DATA RECORDS —
====
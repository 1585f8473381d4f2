use super::operator::{LogicalNode, Node};
use super::schema::ColumnSchema;
use crate::explain::explainable::{ExplainConfig, ExplainEntry, Explainable};

/// `<table> AS <name>`, requalifies the columns of its input.
#[derive(Debug, Clone, PartialEq)]
pub struct LogicalTableAlias {
    pub name: String,
}

impl Explainable for LogicalTableAlias {
    fn explain_entry(&self, _conf: ExplainConfig) -> ExplainEntry {
        ExplainEntry::new("TableAlias").with_value("name", &self.name)
    }
}

impl LogicalNode for Node<LogicalTableAlias> {
    fn name(&self) -> &'static str {
        "TableAlias"
    }

    fn output_schema(&self) -> Vec<ColumnSchema> {
        self.get_children_schema()
            .into_iter()
            .map(|mut col| {
                col.source = self.node.name.clone();
                col
            })
            .collect()
    }
}
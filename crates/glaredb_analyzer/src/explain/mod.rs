pub mod explainable;
pub mod node;
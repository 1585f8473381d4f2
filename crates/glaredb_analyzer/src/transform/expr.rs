use super::{Transformed, TreeNode, map_list};
use crate::errors::Result;
use crate::expr::Expression;
use crate::expr::alias_expr::AliasExpr;
use crate::expr::comparison_expr::ComparisonExpr;
use crate::expr::conjunction_expr::ConjunctionExpr;

impl TreeNode for Expression {
    fn map_children<F>(self, mut f: F) -> Result<Transformed<Self>>
    where
        F: FnMut(Self) -> Result<Transformed<Self>>,
    {
        Ok(match self {
            leaf @ (Expression::Literal(_)
            | Expression::UnresolvedColumn(_)
            | Expression::Column(_)
            | Expression::Subquery(_)) => Transformed::same(leaf),
            Expression::Alias(AliasExpr { expr, alias }) => f(*expr)?.map_data(|expr| {
                Expression::Alias(AliasExpr {
                    expr: Box::new(expr),
                    alias,
                })
            }),
            Expression::Comparison(ComparisonExpr { left, right, op }) => {
                let left = f(*left)?;
                let right = f(*right)?;
                let identity = left.identity.and(right.identity);
                Transformed::new(
                    Expression::Comparison(ComparisonExpr {
                        left: Box::new(left.data),
                        right: Box::new(right.data),
                        op,
                    }),
                    identity,
                )
            }
            Expression::Conjunction(ConjunctionExpr { op, expressions }) => {
                map_list(expressions, &mut f)?
                    .map_data(|expressions| {
                        Expression::Conjunction(ConjunctionExpr { op, expressions })
                    })
            }
            Expression::ScalarFunction(mut func) => {
                let inputs = std::mem::take(&mut func.inputs);
                map_list(inputs, &mut f)?.map_data(|inputs| {
                    func.inputs = inputs;
                    Expression::ScalarFunction(func)
                })
            }
        })
    }
}

#[cfg(test)]
mod tests {
    use super::*;
    use crate::expr::scalar::DataType;
    use crate::expr::{and, col, column, eq, lit, scalar_function};
    use crate::transform::{TreeIdentity, transform_up};

    #[test]
    fn no_change_is_same_tree() {
        let expr = and([eq(col("a"), lit(1)), scalar_function("abs", [col("b")], DataType::Int64)]);
        let expected = expr.clone();

        let got = transform_up(expr, &mut |e| Ok(Transformed::same(e))).unwrap();
        assert_eq!(TreeIdentity::SameTree, got.identity);
        assert_eq!(expected, got.data);
    }

    #[test]
    fn leaf_change_propagates_to_root() {
        let expr = and([eq(col("a"), lit(1)), eq(lit(2), lit(3))]);

        let mut visited = Vec::new();
        let got = transform_up(expr, &mut |e| {
            visited.push(e.to_string());
            match e {
                Expression::UnresolvedColumn(c) if c.name == "a" => Ok(Transformed::new_tree(
                    column(0, "t1", "a", DataType::Int64),
                )),
                other => Ok(Transformed::same(other)),
            }
        })
        .unwrap();

        assert_eq!(TreeIdentity::NewTree, got.identity);
        assert_eq!(
            and([eq(column(0, "t1", "a", DataType::Int64), lit(1)), eq(lit(2), lit(3))]),
            got.data
        );
        // Children before parents.
        assert_eq!("a", visited[0]);
        assert_eq!("(t1.a#0 = 1) AND (2 = 3)", visited.last().unwrap());
    }
}
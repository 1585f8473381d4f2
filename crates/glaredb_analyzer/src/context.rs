use std::sync::Arc;
use std::sync::atomic::{AtomicBool, Ordering};

use crate::errors::{AnalyzerError, Result};

/// Context threaded through a single analysis.
///
/// Cloning the context shares its cancellation state, so a clone handed to
/// another thread can cancel the analysis.
#[derive(Debug, Clone, Default)]
pub struct AnalysisContext {
    state: Arc<CancelState>,
}

#[derive(Debug, Default)]
struct CancelState {
    canceled: AtomicBool,
    /// Context this one was created from. Canceling a parent cancels every
    /// context below it.
    parent: Option<Arc<CancelState>>,
}

impl CancelState {
    fn is_canceled(&self) -> bool {
        if self.canceled.load(Ordering::Acquire) {
            return true;
        }
        match &self.parent {
            Some(parent) => parent.is_canceled(),
            None => false,
        }
    }
}

impl AnalysisContext {
    pub fn new() -> Self {
        Self::default()
    }

    /// Cancel this context and every sub context created from it.
    pub fn cancel(&self) {
        self.state.canceled.store(true, Ordering::Release);
    }

    pub fn is_canceled(&self) -> bool {
        self.state.is_canceled()
    }

    /// Return an error if this context or any of its parents were canceled.
    pub fn check_canceled(&self) -> Result<()> {
        if self.is_canceled() {
            return Err(AnalyzerError::Canceled);
        }
        Ok(())
    }

    /// Create a context for analyzing a nested query.
    ///
    /// The sub context is canceled when the returned guard is dropped, which
    /// happens on every exit path of the caller.
    pub fn new_sub_context(&self) -> (AnalysisContext, SubContextGuard) {
        let state = Arc::new(CancelState {
            canceled: AtomicBool::new(false),
            parent: Some(self.state.clone()),
        });
        let guard = SubContextGuard {
            state: state.clone(),
        };
        (AnalysisContext { state }, guard)
    }
}

/// Cancels a sub context on drop.
#[derive(Debug)]
#[must_use]
pub struct SubContextGuard {
    state: Arc<CancelState>,
}

impl Drop for SubContextGuard {
    fn drop(&mut self) {
        self.state.canceled.store(true, Ordering::Release);
    }
}
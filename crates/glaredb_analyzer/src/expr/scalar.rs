use std::cmp::Ordering;
use std::fmt;

use serde::{Deserialize, Serialize};

/// Logical type of a column or expression.
///
/// Analysis only carries types through the plan, it never inspects them.
#[derive(Debug, Clone, Copy, PartialEq, Eq, Hash, Serialize, Deserialize)]
pub enum DataType {
    Null,
    Boolean,
    Int64,
    Float64,
    Utf8,
}

impl fmt::Display for DataType {
    fn fmt(&self, f: &mut fmt::Formatter<'_>) -> fmt::Result {
        match self {
            Self::Null => write!(f, "Null"),
            Self::Boolean => write!(f, "Boolean"),
            Self::Int64 => write!(f, "Int64"),
            Self::Float64 => write!(f, "Float64"),
            Self::Utf8 => write!(f, "Utf8"),
        }
    }
}

#[derive(Debug, Clone, PartialEq, Serialize, Deserialize)]
pub enum ScalarValue {
    Null,
    Boolean(bool),
    Int64(i64),
    Float64(f64),
    Utf8(String),
}

impl ScalarValue {
    pub fn datatype(&self) -> DataType {
        match self {
            Self::Null => DataType::Null,
            Self::Boolean(_) => DataType::Boolean,
            Self::Int64(_) => DataType::Int64,
            Self::Float64(_) => DataType::Float64,
            Self::Utf8(_) => DataType::Utf8,
        }
    }

    pub fn is_null(&self) -> bool {
        matches!(self, Self::Null)
    }
}

impl PartialOrd for ScalarValue {
    fn partial_cmp(&self, other: &Self) -> Option<Ordering> {
        match (self, other) {
            (Self::Null, Self::Null) => Some(Ordering::Equal),
            (Self::Boolean(a), Self::Boolean(b)) => a.partial_cmp(b),
            (Self::Int64(a), Self::Int64(b)) => a.partial_cmp(b),
            (Self::Float64(a), Self::Float64(b)) => a.partial_cmp(b),
            (Self::Int64(a), Self::Float64(b)) => (*a as f64).partial_cmp(b),
            (Self::Float64(a), Self::Int64(b)) => a.partial_cmp(&(*b as f64)),
            (Self::Utf8(a), Self::Utf8(b)) => a.partial_cmp(b),
            _ => None,
        }
    }
}

impl fmt::Display for ScalarValue {
    fn fmt(&self, f: &mut fmt::Formatter<'_>) -> fmt::Result {
        match self {
            Self::Null => write!(f, "NULL"),
            Self::Boolean(v) => write!(f, "{v}"),
            Self::Int64(v) => write!(f, "{v}"),
            Self::Float64(v) => write!(f, "{v}"),
            Self::Utf8(v) => write!(f, "'{v}'"),
        }
    }
}

impl From<bool> for ScalarValue {
    fn from(value: bool) -> Self {
        ScalarValue::Boolean(value)
    }
}

impl From<i64> for ScalarValue {
    fn from(value: i64) -> Self {
        ScalarValue::Int64(value)
    }
}

impl From<i32> for ScalarValue {
    fn from(value: i32) -> Self {
        ScalarValue::Int64(value as i64)
    }
}

impl From<f64> for ScalarValue {
    fn from(value: f64) -> Self {
        ScalarValue::Float64(value)
    }
}

impl From<&str> for ScalarValue {
    fn from(value: &str) -> Self {
        ScalarValue::Utf8(value.to_string())
    }
}

impl From<String> for ScalarValue {
    fn from(value: String) -> Self {
        ScalarValue::Utf8(value)
    }
}
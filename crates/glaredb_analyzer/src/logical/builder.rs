use super::logical_cached_results::LogicalCachedResults;
use super::logical_filter::LogicalFilter;
use super::logical_join::{JoinType, LogicalJoin};
use super::logical_passthrough::{
    LogicalQueryProcess,
    LogicalStartTransaction,
    LogicalTransactionCommit,
};
use super::logical_project::LogicalProject;
use super::logical_scan::LogicalScan;
use super::logical_show_columns::LogicalShowColumns;
use super::logical_strip_row::LogicalStripRow;
use super::logical_subquery_alias::LogicalSubqueryAlias;
use super::logical_table_alias::LogicalTableAlias;
use super::logical_trigger::LogicalTriggerBlock;
use super::logical_unresolved::LogicalUnresolvedTable;
use super::operator::{LogicalOperator, Node};
use crate::catalog::TableColumn;
use crate::expr::Expression;
use crate::expr::scalar::DataType;

/// Builds plans bottom up.
///
/// Every method wraps the plan built so far as the (only) input of a new
/// operator.
#[derive(Debug, Clone, PartialEq)]
pub struct PlanBuilder {
    plan: LogicalOperator,
}

impl From<LogicalOperator> for PlanBuilder {
    fn from(plan: LogicalOperator) -> Self {
        PlanBuilder { plan }
    }
}

impl PlanBuilder {
    /// Start from a scan of a table with known columns.
    pub fn scan<'a>(
        table: impl Into<String>,
        columns: impl IntoIterator<Item = (&'a str, DataType)>,
    ) -> Self {
        LogicalOperator::Scan(Node::new(
            LogicalScan {
                table: table.into(),
                columns: columns
                    .into_iter()
                    .map(|(name, datatype)| TableColumn::new(name, datatype))
                    .collect(),
            },
            Vec::new(),
        ))
        .into()
    }

    /// Start from a table that still needs to be looked up in the catalog.
    pub fn unresolved_table(name: impl Into<String>) -> Self {
        LogicalOperator::UnresolvedTable(Node::new(
            LogicalUnresolvedTable { name: name.into() },
            Vec::new(),
        ))
        .into()
    }

    /// A trigger body made up of the given statements.
    pub fn trigger_block(
        name: impl Into<String>,
        statements: impl IntoIterator<Item = LogicalOperator>,
    ) -> Self {
        LogicalOperator::TriggerBlock(Node::new(
            LogicalTriggerBlock { name: name.into() },
            statements.into_iter().collect(),
        ))
        .into()
    }

    pub fn filter(self, filter: Expression) -> Self {
        LogicalOperator::Filter(Node::new(LogicalFilter { filter }, vec![self.plan])).into()
    }

    pub fn project(self, projections: impl IntoIterator<Item = Expression>) -> Self {
        LogicalOperator::Project(Node::new(
            LogicalProject {
                projections: projections.into_iter().collect(),
            },
            vec![self.plan],
        ))
        .into()
    }

    /// Join the current plan (left) with `right`.
    pub fn join(
        self,
        right: LogicalOperator,
        join_type: JoinType,
        condition: Option<Expression>,
    ) -> Self {
        LogicalOperator::Join(Node::new(
            LogicalJoin {
                join_type,
                condition,
                scope_len: 0,
            },
            vec![self.plan, right],
        ))
        .into()
    }

    /// `<plan> AS <name>`
    pub fn alias(self, name: impl Into<String>) -> Self {
        LogicalOperator::TableAlias(Node::new(
            LogicalTableAlias { name: name.into() },
            vec![self.plan],
        ))
        .into()
    }

    /// Wrap the current plan as a derived table.
    pub fn subquery_alias<'a>(
        self,
        name: impl Into<String>,
        columns: impl IntoIterator<Item = &'a str>,
    ) -> Self {
        LogicalOperator::SubqueryAlias(Node::new(
            LogicalSubqueryAlias {
                name: name.into(),
                columns: columns.into_iter().map(|c| c.to_string()).collect(),
                outer_scope_visibility: false,
            },
            vec![self.plan],
        ))
        .into()
    }

    pub fn cached(self) -> Self {
        LogicalOperator::CachedResults(Node::new(LogicalCachedResults, vec![self.plan])).into()
    }

    pub fn strip_row(self, num_columns: usize) -> Self {
        LogicalOperator::StripRow(Node::new(LogicalStripRow { num_columns }, vec![self.plan]))
            .into()
    }

    pub fn query_process(self) -> Self {
        LogicalOperator::QueryProcess(Node::new(LogicalQueryProcess, vec![self.plan])).into()
    }

    pub fn start_transaction(self) -> Self {
        LogicalOperator::StartTransaction(Node::new(LogicalStartTransaction, vec![self.plan]))
            .into()
    }

    pub fn transaction_commit(self) -> Self {
        LogicalOperator::TransactionCommit(Node::new(LogicalTransactionCommit, vec![self.plan]))
            .into()
    }

    /// `SHOW COLUMNS` over the current plan.
    pub fn show_columns(self) -> Self {
        LogicalOperator::ShowColumns(Node::new(
            LogicalShowColumns {
                target_schema: None,
            },
            vec![self.plan],
        ))
        .into()
    }

    pub fn build(self) -> LogicalOperator {
        self.plan
    }
}
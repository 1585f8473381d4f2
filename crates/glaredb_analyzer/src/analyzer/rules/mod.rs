//! Rules run by the default batches.

pub mod cache_subqueries;
pub mod flatten_table_aliases;
pub mod join_scope;
pub mod resolve_columns;
pub mod resolve_subqueries;
pub mod resolve_tables;
pub mod track_process;
pub mod validate;
pub mod view_target_schema;

pub use cache_subqueries::{CacheSubqueryAliasesInJoins, CacheSubqueryResults};
pub use flatten_table_aliases::FlattenTableAliases;
pub use join_scope::SetJoinScopeLen;
pub use resolve_columns::ResolveColumns;
pub use resolve_subqueries::{FinalizeSubqueries, ResolveSubqueries};
pub use resolve_tables::ResolveTables;
pub use track_process::TrackProcess;
pub use validate::ValidateResolved;
pub use view_target_schema::SetViewTargetSchema;

use crate::logical::operator::LogicalOperator;
use crate::transform::plan::SelectorContext;

/// Selector for walks that stay within a single query.
///
/// The input of a derived table is a query of its own, analyzed with its own
/// scope.
pub(crate) fn within_query(ctx: &SelectorContext) -> bool {
    !matches!(ctx.parent, LogicalOperator::SubqueryAlias(_))
}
====
ASSIGNMENT —
All lines in the listing above that contain "Display" should be shown.

SOLUTION FOR THIS PROBLEM —
impl fmt::Display for DataType {
impl fmt::Display for ScalarValue {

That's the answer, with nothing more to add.